▶ Task:
Every line containing the word "ratio" is to be copied from the data below.

-=-=-

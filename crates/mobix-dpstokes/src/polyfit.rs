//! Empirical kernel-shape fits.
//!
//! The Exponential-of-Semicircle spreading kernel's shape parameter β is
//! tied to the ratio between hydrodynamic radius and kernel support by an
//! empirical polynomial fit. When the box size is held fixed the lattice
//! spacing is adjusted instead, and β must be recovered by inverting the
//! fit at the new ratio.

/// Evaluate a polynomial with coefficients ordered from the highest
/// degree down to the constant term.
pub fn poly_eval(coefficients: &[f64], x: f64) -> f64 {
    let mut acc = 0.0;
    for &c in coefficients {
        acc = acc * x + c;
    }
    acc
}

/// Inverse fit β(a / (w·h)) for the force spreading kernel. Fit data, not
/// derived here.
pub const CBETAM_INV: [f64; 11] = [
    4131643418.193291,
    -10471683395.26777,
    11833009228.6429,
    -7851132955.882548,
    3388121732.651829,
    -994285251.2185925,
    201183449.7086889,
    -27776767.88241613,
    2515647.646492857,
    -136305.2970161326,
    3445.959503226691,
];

-=-=-

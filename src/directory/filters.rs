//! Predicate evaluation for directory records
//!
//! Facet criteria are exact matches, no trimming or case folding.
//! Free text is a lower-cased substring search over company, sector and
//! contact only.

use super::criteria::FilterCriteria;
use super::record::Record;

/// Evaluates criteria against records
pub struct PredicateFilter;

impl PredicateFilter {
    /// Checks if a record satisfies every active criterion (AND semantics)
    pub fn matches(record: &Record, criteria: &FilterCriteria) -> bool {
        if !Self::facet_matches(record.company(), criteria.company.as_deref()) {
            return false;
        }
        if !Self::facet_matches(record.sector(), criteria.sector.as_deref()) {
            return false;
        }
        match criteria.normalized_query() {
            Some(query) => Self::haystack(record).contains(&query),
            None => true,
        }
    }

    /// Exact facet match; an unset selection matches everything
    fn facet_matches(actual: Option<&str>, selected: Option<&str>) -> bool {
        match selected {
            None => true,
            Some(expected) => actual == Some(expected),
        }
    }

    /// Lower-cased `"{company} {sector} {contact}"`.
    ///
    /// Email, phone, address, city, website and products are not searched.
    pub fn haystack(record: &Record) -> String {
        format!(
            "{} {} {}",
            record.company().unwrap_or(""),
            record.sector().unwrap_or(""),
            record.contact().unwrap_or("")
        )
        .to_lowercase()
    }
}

-=-=-

▶ Reply to the exercise:
//! tied to the ratio between hydrodynamic radius and kernel support by an
//! fit at the new ratio.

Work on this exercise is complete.